What the exercise asks — Filter the entries below, keeping only lines with "TierOutcome".

Given records —
= = = =

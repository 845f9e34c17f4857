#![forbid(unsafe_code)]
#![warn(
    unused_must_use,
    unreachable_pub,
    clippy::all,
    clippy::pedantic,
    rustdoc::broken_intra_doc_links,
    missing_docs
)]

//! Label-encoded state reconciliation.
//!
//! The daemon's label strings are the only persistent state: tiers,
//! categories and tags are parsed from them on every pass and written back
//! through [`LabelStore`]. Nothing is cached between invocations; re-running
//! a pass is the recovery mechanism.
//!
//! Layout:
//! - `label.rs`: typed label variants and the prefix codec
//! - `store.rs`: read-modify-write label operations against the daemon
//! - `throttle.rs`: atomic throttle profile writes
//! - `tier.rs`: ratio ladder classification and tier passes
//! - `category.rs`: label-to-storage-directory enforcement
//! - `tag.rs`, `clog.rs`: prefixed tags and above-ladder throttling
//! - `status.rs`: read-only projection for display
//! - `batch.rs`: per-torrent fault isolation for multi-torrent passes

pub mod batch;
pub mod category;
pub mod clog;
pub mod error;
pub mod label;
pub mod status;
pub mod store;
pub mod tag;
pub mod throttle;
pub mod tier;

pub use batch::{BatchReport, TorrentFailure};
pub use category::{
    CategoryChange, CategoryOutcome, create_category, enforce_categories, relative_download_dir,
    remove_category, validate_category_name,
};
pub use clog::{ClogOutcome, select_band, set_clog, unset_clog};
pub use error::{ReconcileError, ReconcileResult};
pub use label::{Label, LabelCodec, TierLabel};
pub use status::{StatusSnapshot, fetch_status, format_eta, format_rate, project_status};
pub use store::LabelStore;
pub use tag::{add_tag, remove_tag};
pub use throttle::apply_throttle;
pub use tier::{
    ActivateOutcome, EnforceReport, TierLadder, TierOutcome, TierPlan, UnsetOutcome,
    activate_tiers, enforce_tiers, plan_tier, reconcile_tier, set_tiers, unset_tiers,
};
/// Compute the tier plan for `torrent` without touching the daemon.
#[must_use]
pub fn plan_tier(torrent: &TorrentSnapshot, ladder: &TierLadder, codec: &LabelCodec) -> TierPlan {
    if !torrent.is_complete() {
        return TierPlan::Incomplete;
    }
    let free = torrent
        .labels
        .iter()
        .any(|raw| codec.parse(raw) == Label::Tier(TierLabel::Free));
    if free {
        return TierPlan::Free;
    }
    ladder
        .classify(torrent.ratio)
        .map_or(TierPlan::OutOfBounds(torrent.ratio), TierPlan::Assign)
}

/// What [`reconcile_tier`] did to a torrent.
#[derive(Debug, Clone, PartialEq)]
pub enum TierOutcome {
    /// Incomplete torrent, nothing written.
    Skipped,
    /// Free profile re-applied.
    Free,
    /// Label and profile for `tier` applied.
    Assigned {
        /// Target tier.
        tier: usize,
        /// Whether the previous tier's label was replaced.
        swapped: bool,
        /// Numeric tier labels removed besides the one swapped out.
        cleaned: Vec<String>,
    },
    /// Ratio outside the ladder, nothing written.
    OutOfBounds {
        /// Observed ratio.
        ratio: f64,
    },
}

= = = =

Completed exercise —
    ActivateOutcome, EnforceReport, TierLadder, TierOutcome, TierPlan, UnsetOutcome,
pub enum TierOutcome {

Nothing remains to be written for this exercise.